Work instruction:
Which lines in the data below contain the word "scores"? Copy each of them.

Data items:
"""
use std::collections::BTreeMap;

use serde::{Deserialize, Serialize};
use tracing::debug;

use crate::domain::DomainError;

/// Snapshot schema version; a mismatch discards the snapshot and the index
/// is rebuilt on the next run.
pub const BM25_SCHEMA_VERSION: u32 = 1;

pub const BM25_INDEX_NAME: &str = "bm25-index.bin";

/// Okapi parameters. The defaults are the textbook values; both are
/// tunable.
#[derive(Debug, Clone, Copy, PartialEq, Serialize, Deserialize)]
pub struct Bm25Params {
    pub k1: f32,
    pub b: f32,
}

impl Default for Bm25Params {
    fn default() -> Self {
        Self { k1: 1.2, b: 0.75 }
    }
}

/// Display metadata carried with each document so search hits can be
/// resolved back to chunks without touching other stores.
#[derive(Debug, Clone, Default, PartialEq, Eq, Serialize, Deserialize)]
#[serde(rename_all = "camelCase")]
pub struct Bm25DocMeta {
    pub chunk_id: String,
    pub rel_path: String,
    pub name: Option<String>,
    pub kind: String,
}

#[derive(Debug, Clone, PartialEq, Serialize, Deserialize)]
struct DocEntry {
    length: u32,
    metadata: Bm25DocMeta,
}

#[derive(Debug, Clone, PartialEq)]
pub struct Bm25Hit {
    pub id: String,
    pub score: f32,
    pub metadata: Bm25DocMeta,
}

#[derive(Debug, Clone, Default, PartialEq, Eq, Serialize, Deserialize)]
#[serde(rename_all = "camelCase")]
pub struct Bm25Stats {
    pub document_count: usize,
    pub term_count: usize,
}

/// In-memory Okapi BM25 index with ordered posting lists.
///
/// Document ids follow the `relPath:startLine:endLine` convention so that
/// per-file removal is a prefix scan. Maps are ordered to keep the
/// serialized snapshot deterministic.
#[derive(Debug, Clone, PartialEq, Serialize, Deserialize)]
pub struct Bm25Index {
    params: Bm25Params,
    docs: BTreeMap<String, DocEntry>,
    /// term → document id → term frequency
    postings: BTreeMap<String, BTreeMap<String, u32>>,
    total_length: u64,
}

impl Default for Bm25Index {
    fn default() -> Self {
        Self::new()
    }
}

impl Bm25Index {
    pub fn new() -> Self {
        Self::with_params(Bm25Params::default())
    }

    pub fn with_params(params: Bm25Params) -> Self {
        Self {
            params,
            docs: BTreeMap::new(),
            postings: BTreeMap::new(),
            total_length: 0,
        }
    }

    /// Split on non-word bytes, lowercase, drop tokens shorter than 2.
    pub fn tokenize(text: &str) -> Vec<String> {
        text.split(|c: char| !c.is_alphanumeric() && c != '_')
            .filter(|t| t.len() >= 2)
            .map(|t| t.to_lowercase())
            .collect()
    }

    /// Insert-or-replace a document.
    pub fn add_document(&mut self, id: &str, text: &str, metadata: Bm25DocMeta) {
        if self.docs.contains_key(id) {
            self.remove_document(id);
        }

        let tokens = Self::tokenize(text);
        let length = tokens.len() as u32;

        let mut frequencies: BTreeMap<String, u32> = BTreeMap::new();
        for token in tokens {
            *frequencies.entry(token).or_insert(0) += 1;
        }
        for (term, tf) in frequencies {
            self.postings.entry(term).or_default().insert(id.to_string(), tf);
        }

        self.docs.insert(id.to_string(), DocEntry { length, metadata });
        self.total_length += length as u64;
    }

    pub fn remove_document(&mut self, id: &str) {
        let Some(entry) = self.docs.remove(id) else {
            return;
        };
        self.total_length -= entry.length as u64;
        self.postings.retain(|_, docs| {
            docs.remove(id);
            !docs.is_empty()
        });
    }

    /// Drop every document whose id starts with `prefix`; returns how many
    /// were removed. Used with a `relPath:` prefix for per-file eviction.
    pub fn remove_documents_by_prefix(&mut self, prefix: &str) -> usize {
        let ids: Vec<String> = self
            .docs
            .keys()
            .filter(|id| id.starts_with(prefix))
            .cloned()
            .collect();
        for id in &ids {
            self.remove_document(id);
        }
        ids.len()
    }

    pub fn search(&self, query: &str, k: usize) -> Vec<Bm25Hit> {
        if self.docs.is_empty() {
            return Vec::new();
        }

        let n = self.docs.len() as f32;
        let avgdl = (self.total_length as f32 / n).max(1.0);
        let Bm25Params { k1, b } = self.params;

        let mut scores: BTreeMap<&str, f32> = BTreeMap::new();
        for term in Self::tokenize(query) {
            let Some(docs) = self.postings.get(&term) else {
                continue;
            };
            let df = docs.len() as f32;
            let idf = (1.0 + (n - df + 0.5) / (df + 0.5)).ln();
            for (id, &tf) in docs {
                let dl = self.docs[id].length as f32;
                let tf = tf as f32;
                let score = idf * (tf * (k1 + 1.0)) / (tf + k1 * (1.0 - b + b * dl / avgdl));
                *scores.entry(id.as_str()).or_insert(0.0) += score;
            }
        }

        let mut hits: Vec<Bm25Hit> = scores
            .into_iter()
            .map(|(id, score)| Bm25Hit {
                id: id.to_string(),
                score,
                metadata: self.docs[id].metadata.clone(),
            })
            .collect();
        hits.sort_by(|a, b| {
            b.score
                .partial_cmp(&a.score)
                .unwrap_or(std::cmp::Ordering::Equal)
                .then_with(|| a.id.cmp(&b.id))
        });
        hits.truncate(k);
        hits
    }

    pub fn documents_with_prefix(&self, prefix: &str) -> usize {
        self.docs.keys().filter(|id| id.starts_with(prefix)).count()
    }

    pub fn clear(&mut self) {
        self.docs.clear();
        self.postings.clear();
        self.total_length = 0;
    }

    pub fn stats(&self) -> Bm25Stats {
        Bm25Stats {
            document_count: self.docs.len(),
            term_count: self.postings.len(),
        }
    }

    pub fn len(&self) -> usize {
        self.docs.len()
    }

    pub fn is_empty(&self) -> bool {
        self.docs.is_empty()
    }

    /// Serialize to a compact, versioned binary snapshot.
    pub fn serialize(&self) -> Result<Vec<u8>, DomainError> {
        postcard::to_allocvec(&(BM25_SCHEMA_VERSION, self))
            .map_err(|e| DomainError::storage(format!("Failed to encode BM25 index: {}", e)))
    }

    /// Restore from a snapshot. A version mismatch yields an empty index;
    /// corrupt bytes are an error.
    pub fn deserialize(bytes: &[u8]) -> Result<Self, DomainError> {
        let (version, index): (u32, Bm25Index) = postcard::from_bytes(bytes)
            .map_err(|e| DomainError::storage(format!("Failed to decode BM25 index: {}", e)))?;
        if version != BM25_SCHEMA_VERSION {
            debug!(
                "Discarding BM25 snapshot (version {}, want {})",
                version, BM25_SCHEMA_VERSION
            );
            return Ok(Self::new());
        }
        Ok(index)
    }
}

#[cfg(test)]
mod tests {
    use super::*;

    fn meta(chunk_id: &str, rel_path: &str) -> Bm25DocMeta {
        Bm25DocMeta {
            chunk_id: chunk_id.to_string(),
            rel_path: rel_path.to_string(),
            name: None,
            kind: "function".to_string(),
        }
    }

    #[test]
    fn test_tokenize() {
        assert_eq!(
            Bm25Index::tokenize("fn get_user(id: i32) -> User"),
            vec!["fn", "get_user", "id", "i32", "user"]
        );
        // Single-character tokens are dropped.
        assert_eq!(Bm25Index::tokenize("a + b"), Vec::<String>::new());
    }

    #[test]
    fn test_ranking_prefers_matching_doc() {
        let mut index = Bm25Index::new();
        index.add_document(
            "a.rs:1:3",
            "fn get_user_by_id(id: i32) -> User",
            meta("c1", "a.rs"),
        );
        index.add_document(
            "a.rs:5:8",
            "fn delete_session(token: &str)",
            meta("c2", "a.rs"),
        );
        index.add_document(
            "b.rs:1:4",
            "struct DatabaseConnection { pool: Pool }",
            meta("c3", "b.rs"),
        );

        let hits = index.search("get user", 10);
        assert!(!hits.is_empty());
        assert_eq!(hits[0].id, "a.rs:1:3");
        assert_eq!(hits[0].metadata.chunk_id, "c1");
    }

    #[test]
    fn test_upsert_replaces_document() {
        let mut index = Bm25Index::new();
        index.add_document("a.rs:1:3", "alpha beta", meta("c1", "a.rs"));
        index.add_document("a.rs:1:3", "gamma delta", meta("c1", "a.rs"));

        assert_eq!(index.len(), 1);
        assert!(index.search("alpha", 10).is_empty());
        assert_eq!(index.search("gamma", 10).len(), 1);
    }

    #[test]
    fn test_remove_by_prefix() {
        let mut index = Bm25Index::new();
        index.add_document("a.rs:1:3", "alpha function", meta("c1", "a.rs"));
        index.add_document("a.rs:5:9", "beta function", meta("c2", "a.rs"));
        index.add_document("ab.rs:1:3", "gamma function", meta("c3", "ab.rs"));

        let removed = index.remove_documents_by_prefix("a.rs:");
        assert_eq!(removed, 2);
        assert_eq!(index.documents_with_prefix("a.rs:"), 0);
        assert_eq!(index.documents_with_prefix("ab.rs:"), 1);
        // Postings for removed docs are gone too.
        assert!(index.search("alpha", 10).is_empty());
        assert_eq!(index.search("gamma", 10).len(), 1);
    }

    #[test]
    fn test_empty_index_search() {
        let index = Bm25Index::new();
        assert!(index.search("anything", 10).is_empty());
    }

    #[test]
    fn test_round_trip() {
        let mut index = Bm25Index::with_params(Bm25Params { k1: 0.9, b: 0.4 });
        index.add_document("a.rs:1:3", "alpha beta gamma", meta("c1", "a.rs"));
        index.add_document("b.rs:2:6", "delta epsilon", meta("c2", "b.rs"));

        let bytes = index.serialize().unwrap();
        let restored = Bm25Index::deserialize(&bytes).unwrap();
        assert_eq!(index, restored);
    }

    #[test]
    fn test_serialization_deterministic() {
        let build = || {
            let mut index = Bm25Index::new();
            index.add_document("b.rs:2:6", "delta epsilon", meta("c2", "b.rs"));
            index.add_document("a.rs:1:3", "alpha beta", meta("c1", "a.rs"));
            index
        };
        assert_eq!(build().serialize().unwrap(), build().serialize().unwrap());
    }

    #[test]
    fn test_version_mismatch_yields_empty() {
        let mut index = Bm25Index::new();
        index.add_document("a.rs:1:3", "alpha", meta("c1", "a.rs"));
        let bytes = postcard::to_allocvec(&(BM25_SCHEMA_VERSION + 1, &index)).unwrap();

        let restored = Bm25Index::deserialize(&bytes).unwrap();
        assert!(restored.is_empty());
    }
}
"""
"""
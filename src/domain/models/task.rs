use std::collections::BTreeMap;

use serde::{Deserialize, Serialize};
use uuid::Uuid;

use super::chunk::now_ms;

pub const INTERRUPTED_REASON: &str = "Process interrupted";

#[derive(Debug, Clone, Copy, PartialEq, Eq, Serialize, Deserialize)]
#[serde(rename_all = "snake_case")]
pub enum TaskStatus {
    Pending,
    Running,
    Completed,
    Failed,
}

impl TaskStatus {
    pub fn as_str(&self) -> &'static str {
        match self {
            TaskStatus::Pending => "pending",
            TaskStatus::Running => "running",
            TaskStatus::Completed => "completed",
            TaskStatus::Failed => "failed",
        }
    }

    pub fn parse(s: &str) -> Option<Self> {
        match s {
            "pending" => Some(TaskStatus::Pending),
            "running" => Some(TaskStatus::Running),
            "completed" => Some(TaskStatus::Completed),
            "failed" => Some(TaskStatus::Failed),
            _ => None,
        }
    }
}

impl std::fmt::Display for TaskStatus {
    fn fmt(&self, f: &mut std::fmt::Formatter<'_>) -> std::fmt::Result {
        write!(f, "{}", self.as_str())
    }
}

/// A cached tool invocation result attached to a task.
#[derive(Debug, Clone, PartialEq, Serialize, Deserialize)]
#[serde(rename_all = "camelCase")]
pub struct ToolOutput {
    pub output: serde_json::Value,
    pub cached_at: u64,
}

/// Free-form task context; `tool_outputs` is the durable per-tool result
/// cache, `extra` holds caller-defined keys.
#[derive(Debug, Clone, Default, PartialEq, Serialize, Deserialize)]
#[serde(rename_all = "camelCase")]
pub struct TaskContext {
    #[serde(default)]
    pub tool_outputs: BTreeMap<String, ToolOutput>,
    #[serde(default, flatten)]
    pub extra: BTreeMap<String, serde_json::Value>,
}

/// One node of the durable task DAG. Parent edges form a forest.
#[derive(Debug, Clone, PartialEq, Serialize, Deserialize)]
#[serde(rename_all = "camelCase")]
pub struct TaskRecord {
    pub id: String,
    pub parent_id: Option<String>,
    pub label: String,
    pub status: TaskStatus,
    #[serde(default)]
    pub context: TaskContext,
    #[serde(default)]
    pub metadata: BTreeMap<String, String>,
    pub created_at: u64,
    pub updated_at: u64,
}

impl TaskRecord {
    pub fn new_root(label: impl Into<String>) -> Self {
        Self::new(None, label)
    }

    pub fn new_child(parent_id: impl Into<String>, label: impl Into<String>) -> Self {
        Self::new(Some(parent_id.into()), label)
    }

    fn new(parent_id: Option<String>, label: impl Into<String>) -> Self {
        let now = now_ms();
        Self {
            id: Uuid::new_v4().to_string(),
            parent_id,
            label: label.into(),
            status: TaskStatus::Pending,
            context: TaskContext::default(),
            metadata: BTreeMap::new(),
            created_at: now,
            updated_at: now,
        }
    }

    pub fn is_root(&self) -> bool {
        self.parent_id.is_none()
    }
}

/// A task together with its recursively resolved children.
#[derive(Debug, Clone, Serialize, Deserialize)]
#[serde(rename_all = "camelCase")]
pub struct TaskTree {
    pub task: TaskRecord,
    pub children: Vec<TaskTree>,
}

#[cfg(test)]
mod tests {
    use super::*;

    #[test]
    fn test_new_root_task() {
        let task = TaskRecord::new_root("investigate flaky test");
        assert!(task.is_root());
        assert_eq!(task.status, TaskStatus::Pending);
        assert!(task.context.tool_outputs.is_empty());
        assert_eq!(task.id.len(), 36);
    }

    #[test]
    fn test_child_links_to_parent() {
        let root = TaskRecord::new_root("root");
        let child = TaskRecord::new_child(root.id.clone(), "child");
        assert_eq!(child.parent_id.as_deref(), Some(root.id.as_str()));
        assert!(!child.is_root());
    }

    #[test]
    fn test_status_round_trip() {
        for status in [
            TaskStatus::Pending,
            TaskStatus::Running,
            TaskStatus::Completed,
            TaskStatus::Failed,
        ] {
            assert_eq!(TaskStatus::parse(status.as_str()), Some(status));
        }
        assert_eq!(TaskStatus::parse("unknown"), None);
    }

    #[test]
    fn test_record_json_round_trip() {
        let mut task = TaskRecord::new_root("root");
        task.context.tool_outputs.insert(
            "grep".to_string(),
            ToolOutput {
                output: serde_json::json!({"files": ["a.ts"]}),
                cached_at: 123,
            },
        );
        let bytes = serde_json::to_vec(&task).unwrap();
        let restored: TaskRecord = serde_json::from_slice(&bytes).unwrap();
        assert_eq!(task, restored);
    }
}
"""
Output of the exercise:
        let mut scores: BTreeMap<&str, f32> = BTreeMap::new();
                *scores.entry(id.as_str()).or_insert(0.0) += score;
        let mut hits: Vec<Bm25Hit> = scores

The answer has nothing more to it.